Exercise aim:
Return only those lines of the listing that hold the word "HashMap".

Exercise materials:

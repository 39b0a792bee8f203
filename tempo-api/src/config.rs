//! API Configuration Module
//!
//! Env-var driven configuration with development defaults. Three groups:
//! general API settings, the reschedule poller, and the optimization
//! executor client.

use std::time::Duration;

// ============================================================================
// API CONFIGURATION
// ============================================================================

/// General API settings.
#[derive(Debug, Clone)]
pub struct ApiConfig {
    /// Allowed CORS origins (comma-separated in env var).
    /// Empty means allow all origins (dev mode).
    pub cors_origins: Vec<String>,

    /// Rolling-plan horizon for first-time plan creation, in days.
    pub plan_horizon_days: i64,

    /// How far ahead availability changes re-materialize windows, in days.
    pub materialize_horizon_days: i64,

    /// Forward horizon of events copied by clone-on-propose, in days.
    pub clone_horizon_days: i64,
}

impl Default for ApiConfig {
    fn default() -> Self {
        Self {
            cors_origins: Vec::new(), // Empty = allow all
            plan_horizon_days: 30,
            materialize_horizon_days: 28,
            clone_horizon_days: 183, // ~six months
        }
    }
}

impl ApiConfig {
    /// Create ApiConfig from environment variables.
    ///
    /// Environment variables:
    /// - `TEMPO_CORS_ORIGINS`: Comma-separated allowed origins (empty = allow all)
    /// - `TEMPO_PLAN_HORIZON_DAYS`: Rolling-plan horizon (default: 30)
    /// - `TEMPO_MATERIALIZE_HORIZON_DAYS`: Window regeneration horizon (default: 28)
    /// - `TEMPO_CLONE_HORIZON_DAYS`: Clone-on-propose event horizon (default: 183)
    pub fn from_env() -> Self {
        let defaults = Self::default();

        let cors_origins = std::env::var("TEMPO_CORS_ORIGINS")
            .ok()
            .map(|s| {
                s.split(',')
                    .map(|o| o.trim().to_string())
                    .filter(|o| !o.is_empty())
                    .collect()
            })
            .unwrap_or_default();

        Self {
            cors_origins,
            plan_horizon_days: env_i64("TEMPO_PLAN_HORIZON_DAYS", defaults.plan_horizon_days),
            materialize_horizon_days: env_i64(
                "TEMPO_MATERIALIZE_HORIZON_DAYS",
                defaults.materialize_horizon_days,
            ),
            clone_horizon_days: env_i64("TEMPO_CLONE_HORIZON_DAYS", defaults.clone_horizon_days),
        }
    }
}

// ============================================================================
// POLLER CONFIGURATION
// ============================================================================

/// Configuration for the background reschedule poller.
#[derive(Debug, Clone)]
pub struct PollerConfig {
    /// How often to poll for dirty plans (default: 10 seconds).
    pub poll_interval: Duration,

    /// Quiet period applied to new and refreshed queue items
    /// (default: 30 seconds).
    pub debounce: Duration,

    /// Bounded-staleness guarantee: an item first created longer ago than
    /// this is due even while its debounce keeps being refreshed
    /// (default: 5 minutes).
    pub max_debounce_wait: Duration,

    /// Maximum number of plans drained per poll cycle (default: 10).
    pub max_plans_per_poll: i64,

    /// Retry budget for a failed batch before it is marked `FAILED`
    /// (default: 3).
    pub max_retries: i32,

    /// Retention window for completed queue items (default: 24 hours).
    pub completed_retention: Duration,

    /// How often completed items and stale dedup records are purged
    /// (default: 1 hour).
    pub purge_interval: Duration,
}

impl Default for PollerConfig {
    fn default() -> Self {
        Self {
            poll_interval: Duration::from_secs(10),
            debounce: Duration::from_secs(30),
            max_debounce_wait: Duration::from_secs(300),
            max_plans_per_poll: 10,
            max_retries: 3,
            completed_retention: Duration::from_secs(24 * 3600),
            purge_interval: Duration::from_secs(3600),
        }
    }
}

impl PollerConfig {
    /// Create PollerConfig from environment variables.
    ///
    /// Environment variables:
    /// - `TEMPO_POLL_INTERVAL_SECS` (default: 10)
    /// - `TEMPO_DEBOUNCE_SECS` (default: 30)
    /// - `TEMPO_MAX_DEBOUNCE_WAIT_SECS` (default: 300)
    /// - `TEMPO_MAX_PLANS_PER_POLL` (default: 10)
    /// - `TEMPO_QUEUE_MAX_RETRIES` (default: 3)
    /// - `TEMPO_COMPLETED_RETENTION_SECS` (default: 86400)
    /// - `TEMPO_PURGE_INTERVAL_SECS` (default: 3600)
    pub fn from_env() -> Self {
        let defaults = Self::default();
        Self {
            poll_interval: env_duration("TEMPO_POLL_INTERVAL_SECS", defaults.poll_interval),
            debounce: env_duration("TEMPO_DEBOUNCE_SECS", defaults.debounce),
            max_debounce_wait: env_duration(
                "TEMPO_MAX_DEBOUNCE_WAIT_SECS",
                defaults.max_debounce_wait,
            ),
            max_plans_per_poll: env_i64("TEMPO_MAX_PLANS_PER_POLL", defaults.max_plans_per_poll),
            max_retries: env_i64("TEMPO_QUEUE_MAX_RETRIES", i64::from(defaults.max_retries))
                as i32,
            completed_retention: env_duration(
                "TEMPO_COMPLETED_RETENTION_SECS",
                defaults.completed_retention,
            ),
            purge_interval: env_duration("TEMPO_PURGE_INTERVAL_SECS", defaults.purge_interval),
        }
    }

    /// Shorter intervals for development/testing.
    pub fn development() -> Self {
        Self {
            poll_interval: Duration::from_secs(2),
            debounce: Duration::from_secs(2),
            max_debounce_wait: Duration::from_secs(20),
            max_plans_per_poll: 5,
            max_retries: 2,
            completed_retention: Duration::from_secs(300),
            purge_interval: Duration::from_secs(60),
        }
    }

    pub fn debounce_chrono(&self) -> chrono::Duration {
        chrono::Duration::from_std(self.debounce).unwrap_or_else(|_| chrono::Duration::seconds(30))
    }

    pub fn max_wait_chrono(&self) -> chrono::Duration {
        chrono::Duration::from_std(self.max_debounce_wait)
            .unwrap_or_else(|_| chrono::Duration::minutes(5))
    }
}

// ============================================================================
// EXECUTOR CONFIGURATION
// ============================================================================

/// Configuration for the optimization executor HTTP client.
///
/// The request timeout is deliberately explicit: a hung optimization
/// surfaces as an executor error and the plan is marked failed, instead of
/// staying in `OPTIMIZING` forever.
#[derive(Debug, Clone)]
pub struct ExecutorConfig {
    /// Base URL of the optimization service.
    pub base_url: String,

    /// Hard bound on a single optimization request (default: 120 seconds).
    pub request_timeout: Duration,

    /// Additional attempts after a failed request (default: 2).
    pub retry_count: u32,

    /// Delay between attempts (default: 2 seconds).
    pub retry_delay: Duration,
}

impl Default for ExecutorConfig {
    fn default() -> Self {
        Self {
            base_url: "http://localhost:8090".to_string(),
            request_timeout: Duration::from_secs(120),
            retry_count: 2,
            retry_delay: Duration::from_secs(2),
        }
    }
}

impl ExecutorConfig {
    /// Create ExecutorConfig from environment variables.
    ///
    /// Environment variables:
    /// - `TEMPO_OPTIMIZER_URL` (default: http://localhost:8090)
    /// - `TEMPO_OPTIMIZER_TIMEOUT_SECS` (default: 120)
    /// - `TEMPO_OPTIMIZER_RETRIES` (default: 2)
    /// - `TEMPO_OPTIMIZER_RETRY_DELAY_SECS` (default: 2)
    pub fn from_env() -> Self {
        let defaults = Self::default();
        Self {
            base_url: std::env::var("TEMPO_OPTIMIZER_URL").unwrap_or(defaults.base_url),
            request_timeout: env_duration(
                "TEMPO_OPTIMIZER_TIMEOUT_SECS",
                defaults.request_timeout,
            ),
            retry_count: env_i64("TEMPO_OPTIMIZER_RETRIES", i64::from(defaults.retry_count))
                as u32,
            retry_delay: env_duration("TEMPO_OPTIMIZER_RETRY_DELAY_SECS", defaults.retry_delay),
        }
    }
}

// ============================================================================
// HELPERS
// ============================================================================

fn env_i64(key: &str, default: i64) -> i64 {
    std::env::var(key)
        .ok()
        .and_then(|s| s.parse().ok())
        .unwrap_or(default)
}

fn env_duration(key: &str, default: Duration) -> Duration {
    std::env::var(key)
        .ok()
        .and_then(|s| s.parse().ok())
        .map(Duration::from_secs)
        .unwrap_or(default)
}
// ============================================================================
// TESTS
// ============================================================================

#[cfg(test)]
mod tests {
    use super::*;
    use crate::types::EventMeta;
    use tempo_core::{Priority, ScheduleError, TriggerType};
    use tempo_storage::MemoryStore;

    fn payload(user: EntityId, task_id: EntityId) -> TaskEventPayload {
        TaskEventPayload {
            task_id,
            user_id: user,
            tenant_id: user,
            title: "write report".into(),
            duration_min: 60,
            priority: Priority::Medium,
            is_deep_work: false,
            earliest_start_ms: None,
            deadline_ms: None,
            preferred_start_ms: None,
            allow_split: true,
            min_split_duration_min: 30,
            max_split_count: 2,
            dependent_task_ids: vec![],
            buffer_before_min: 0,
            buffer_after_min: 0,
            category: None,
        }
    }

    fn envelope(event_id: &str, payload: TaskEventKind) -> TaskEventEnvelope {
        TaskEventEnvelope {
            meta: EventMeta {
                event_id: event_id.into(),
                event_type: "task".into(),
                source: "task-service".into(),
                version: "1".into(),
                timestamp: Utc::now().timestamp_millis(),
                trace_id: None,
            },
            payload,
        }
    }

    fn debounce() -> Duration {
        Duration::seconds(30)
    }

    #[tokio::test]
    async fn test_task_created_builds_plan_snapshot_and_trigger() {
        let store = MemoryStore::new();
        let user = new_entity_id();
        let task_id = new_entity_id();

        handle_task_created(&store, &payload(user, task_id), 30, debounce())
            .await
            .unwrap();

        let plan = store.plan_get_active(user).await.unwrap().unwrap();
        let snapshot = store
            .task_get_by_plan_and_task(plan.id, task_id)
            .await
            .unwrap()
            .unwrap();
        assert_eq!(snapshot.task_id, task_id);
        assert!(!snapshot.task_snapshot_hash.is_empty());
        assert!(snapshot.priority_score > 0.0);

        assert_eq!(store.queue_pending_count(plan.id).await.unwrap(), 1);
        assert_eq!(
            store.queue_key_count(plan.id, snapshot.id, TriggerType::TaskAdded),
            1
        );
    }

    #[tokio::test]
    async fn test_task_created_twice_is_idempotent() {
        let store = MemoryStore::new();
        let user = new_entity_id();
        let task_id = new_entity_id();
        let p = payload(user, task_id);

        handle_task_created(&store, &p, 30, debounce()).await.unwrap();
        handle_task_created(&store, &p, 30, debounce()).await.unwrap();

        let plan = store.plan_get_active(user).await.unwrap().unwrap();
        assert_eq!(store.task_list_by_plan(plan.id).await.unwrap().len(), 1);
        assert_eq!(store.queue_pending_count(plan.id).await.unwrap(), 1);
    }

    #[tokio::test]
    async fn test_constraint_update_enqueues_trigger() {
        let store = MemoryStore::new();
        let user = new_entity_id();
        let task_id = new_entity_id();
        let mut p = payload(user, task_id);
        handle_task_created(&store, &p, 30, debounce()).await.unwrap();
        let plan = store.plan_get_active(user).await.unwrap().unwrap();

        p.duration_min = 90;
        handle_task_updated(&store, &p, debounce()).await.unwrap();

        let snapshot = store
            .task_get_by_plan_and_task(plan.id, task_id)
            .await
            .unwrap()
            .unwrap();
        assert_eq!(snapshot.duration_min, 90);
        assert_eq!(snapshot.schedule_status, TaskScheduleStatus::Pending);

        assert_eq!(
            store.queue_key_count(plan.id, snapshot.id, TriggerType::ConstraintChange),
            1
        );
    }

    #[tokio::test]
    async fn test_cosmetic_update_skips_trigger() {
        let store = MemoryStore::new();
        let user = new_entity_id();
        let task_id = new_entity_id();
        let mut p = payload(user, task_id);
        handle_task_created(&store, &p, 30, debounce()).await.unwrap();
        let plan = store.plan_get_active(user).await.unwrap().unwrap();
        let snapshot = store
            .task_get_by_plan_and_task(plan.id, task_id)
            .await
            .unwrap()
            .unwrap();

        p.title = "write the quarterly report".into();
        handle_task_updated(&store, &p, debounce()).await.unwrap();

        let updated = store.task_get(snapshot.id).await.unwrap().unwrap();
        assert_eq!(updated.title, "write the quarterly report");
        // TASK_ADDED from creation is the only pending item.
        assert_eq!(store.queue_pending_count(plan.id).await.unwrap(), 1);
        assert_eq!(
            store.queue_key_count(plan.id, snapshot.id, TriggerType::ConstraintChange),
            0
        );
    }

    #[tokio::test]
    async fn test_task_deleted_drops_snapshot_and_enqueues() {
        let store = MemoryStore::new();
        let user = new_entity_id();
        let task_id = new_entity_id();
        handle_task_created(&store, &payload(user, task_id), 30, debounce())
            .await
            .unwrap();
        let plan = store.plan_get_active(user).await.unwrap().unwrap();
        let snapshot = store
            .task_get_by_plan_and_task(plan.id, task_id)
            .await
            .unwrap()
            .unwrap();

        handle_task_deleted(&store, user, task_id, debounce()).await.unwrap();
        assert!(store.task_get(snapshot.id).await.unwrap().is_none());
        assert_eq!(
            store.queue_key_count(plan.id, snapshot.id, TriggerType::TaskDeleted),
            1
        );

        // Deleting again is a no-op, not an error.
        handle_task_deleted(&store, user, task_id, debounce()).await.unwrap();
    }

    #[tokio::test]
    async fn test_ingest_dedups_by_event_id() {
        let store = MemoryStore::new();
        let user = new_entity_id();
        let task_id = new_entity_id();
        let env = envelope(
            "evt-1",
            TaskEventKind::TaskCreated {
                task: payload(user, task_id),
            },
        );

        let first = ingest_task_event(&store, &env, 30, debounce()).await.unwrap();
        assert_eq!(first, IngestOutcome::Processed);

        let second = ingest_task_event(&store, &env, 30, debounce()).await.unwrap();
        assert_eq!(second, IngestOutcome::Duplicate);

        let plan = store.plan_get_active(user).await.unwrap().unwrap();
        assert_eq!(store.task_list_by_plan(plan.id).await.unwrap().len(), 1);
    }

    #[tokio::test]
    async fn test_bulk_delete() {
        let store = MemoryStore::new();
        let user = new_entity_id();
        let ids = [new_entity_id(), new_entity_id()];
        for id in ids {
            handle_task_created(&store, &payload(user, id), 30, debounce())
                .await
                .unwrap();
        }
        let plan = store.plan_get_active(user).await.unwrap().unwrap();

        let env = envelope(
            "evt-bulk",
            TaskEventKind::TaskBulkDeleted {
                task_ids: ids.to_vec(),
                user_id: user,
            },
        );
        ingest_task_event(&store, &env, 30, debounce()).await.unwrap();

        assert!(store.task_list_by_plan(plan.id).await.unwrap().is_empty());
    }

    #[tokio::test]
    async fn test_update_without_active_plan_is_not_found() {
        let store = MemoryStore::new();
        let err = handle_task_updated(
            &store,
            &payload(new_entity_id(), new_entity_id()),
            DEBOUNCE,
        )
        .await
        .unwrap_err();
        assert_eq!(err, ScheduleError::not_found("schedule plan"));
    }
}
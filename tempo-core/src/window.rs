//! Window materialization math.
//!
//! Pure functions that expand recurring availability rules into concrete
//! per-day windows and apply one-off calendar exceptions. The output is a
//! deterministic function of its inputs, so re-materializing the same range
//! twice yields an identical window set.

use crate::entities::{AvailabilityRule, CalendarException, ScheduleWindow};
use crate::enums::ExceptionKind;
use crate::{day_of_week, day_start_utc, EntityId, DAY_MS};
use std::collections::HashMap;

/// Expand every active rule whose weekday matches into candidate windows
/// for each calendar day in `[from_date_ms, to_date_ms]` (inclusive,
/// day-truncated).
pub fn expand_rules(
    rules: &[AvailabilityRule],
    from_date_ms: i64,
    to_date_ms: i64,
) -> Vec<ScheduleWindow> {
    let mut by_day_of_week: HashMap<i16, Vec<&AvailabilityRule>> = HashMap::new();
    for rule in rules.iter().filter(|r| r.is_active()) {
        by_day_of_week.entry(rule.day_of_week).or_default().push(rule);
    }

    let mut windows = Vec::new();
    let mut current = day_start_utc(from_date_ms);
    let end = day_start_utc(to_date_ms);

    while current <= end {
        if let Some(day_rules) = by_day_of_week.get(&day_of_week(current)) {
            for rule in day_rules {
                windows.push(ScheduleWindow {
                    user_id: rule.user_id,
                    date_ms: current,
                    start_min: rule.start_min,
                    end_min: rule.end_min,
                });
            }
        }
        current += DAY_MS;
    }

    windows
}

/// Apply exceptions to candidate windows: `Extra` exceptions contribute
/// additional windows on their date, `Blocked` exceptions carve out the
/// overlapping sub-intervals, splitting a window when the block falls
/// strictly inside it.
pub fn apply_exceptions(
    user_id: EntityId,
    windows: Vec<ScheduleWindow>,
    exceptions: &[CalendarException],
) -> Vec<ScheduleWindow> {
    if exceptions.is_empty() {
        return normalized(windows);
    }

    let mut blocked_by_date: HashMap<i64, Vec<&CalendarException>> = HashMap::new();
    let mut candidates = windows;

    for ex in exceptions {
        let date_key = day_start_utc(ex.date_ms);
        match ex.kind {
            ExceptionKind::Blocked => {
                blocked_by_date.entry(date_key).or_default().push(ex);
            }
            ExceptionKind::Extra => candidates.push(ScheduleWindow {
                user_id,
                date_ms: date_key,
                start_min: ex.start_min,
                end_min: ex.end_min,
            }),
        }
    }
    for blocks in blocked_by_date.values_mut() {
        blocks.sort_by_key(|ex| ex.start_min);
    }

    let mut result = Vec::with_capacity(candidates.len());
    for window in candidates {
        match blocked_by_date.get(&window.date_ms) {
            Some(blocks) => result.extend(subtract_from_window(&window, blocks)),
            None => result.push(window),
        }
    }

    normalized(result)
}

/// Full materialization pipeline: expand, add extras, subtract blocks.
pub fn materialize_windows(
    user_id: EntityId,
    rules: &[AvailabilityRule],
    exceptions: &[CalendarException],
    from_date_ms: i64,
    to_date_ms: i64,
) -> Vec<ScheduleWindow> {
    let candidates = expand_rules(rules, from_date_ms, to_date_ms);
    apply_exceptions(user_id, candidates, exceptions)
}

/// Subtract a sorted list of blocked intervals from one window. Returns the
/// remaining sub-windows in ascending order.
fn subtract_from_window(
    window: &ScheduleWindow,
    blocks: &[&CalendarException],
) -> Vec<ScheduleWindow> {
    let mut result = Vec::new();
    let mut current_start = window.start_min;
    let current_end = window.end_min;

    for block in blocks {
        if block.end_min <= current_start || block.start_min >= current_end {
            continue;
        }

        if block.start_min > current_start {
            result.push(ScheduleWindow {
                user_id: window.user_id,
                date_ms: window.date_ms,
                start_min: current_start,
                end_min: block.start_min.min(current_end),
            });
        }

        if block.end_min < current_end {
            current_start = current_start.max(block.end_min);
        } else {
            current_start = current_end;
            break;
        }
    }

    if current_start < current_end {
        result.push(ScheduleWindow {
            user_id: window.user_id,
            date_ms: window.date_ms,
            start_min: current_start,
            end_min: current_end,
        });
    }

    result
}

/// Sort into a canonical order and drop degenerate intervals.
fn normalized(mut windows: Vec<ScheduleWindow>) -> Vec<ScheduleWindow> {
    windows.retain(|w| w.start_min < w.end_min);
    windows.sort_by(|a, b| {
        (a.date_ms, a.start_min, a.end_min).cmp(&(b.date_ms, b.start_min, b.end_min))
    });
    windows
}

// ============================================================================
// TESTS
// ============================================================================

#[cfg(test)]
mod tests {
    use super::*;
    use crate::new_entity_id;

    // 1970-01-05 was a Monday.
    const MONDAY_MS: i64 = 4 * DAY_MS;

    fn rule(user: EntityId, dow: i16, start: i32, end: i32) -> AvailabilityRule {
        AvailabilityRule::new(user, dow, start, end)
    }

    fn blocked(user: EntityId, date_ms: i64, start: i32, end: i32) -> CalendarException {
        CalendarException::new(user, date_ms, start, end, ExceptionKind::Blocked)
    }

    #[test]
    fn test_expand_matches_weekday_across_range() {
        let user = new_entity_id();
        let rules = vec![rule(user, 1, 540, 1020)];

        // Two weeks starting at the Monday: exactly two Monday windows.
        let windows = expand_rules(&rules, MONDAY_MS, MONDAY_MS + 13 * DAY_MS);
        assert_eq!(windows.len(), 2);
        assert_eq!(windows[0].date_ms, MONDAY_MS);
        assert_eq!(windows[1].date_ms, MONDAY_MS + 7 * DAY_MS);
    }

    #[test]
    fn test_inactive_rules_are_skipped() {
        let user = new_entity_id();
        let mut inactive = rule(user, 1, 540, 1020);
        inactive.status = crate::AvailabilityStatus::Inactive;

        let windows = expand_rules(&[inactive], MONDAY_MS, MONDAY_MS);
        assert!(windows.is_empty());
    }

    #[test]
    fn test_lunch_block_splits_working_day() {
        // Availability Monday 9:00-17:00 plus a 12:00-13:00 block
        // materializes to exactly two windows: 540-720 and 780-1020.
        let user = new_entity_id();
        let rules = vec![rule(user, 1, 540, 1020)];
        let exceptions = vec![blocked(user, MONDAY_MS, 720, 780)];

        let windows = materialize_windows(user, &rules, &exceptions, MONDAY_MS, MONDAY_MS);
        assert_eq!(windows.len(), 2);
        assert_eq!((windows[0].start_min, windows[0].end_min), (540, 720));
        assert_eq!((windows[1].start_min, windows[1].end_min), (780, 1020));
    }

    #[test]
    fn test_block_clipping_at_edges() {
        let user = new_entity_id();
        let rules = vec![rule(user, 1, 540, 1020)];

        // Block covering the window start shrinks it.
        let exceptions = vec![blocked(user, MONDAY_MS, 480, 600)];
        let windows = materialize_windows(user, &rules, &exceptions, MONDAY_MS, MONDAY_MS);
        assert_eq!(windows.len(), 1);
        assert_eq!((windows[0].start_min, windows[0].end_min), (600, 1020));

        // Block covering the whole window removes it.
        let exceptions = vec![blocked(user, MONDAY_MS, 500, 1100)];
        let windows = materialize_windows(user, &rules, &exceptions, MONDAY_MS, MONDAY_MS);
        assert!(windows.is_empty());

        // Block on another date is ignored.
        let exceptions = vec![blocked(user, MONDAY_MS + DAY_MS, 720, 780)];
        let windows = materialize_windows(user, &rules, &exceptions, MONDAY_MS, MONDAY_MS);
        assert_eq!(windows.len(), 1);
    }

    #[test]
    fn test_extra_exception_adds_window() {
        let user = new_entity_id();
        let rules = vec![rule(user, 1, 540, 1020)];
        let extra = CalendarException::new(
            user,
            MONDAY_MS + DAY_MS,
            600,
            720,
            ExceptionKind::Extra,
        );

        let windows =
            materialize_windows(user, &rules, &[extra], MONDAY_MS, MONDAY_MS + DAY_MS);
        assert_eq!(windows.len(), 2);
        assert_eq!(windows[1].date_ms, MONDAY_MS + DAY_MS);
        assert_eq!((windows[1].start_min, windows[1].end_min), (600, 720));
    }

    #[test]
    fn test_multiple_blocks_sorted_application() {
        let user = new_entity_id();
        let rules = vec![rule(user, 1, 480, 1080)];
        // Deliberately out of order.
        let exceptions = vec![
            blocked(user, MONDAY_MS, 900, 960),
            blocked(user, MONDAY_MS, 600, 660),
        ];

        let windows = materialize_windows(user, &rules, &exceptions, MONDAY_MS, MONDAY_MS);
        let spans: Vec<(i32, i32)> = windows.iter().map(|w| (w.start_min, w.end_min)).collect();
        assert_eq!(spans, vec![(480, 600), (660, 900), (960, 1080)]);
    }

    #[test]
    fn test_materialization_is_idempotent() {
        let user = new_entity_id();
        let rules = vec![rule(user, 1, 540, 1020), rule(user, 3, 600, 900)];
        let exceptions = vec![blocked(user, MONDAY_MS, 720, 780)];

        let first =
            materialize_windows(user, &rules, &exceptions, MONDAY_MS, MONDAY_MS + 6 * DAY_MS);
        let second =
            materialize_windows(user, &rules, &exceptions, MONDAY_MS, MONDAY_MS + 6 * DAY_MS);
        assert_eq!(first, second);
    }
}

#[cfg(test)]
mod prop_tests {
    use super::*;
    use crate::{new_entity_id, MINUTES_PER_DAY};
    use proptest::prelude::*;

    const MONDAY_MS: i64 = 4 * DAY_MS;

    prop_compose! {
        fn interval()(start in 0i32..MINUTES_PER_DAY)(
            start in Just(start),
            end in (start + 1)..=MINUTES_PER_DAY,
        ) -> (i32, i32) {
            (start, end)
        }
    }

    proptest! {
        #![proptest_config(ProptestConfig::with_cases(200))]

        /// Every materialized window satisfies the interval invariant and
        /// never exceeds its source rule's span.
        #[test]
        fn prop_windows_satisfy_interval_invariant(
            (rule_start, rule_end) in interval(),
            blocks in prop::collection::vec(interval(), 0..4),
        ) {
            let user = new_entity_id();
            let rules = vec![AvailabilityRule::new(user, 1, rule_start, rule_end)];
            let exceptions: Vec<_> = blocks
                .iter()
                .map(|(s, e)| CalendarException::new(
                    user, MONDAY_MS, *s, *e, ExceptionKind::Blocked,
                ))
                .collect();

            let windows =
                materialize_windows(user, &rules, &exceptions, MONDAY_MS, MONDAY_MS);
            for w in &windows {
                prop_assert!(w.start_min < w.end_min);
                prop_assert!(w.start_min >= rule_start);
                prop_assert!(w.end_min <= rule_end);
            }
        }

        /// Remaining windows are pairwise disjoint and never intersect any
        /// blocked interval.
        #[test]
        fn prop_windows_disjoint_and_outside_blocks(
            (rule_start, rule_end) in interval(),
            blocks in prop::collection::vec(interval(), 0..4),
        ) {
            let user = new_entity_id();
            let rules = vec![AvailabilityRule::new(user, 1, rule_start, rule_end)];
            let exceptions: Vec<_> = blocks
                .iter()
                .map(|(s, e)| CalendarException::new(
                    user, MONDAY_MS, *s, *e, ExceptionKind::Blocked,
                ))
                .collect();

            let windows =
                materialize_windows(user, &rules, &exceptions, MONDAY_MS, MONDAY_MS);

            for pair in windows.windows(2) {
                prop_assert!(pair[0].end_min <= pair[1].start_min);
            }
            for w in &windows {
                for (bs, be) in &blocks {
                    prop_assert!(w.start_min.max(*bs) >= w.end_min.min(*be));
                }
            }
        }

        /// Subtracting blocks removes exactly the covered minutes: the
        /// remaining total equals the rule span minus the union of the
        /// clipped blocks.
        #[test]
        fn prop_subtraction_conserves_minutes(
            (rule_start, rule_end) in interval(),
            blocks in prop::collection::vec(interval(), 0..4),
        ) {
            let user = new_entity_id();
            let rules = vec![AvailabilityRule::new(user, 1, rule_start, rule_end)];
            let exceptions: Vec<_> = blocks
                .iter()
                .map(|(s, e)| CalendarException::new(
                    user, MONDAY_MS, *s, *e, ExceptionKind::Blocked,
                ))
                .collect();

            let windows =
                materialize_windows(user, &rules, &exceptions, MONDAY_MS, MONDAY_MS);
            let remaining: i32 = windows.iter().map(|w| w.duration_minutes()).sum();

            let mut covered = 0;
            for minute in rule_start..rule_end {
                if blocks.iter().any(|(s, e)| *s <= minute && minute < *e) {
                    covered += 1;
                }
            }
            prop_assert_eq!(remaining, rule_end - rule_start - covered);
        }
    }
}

Answer section:
use std::collections::HashMap;
    let mut by_day_of_week: HashMap<i16, Vec<&AvailabilityRule>> = HashMap::new();
    let mut blocked_by_date: HashMap<i64, Vec<&CalendarException>> = HashMap::new();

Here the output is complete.